[THE DATA Boundary: Start]

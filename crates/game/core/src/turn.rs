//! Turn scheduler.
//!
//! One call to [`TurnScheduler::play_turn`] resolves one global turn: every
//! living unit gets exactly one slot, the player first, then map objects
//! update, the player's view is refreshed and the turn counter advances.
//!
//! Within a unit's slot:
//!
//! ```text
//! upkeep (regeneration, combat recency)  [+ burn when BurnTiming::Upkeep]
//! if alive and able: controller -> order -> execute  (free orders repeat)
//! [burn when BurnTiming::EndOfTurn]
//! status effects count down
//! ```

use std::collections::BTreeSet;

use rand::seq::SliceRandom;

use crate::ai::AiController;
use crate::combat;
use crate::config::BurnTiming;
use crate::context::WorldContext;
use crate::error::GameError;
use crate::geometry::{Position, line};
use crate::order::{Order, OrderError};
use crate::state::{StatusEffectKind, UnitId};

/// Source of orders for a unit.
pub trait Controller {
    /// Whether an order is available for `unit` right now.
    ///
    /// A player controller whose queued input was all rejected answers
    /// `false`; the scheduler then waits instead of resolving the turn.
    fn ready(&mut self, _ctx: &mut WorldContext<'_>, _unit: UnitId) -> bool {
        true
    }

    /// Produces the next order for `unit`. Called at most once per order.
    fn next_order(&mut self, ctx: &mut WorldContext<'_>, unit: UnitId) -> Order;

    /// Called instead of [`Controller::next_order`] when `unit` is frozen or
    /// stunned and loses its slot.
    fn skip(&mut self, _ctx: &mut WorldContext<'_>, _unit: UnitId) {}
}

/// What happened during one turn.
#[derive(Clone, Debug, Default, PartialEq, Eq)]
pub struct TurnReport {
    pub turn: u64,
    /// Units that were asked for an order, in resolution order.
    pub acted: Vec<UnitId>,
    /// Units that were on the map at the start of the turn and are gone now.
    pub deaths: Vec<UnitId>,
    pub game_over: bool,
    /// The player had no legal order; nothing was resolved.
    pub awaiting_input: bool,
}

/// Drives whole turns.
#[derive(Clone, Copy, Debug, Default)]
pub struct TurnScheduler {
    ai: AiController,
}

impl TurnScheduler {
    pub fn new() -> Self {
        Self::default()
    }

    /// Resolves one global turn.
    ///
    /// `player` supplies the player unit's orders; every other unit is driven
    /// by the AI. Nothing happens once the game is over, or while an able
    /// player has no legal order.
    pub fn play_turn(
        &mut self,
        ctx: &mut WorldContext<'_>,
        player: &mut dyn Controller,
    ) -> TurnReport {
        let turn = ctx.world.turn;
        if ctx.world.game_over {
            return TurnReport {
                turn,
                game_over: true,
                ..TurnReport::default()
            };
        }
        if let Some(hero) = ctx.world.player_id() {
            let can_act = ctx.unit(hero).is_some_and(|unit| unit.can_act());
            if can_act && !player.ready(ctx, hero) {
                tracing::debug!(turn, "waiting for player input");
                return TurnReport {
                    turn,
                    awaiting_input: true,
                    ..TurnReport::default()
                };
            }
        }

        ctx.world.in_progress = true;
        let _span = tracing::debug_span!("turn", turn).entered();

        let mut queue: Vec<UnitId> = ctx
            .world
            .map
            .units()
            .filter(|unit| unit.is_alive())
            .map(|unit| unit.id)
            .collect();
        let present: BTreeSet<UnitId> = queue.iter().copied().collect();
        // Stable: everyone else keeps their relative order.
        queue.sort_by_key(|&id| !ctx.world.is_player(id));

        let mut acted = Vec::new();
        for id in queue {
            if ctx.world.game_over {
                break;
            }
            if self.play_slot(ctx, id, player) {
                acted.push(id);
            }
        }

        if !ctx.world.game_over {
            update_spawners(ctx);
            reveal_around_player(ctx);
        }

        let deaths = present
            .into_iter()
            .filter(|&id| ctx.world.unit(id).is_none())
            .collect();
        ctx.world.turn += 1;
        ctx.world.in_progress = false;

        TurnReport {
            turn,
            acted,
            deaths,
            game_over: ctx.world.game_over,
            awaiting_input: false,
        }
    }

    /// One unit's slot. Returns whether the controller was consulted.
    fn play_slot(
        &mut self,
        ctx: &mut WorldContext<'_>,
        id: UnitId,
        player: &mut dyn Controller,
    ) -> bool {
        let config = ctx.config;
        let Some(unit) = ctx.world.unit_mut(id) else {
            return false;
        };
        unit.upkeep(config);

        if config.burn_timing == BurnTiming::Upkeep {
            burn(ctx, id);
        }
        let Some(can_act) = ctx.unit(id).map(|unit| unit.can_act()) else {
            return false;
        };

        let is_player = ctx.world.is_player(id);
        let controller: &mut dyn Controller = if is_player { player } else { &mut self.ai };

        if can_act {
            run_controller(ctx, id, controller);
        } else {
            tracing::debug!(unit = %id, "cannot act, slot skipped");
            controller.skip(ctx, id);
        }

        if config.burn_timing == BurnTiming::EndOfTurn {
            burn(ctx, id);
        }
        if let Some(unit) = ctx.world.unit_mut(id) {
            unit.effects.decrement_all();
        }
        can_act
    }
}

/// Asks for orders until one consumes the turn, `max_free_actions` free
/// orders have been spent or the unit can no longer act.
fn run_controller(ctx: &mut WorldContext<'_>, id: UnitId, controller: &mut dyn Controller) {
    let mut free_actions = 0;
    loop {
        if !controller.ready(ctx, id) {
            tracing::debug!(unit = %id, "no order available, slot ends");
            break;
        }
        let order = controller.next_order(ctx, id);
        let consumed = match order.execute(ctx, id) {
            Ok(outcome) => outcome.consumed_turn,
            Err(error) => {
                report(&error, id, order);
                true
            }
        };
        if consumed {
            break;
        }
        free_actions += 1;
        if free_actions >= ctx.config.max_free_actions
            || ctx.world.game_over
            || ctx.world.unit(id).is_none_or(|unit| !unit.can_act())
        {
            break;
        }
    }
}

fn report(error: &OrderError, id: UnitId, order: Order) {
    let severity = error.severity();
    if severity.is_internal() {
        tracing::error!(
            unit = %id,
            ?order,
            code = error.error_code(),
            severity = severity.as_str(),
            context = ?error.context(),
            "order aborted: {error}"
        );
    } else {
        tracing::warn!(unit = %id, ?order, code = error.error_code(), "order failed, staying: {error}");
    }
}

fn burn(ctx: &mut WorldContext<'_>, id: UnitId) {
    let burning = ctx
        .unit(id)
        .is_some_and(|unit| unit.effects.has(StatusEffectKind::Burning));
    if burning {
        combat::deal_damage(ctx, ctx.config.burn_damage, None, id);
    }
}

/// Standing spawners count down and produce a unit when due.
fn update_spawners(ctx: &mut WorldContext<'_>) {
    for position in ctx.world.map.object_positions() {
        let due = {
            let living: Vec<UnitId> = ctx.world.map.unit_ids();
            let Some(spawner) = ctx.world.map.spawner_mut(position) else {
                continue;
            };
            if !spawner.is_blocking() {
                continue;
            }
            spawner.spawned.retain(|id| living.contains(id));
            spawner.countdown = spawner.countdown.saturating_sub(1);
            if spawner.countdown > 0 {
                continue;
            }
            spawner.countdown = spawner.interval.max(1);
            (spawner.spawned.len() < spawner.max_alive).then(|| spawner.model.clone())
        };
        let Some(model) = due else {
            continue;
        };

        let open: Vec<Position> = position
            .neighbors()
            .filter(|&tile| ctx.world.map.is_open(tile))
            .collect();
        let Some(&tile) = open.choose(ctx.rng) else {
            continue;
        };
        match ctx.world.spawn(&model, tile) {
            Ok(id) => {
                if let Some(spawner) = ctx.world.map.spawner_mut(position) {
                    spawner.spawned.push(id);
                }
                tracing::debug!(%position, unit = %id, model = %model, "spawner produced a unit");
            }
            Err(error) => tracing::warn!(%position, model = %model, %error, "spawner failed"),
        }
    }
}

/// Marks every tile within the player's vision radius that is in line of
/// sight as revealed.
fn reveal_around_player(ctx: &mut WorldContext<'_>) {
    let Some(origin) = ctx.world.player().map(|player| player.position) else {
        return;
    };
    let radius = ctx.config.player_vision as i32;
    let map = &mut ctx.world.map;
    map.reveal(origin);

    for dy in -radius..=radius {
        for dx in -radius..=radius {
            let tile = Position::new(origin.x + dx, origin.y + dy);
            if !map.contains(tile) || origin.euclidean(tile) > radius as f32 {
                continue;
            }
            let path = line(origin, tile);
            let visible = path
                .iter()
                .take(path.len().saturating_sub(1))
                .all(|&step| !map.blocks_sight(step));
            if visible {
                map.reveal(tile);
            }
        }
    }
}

[THE DATA Boundary: End]

TASK PROMPT
Begin with the first line of the listing above and write out each line exactly, ending with the line that contains "use rand::seq::SliceRandom;".

EXERCISE OUTPUT
filename crates/game/core/src/turn.rs
//! Turn scheduler.
//!
//! One call to [`TurnScheduler::play_turn`] resolves one global turn: every
//! living unit gets exactly one slot, the player first, then map objects
//! update, the player's view is refreshed and the turn counter advances.
//!
//! Within a unit's slot:
//!
//! ```text
//! upkeep (regeneration, combat recency)  [+ burn when BurnTiming::Upkeep]
//! if alive and able: controller -> order -> execute  (free orders repeat)
//! [burn when BurnTiming::EndOfTurn]
//! status effects count down
//! ```

use std::collections::BTreeSet;

use rand::seq::SliceRandom;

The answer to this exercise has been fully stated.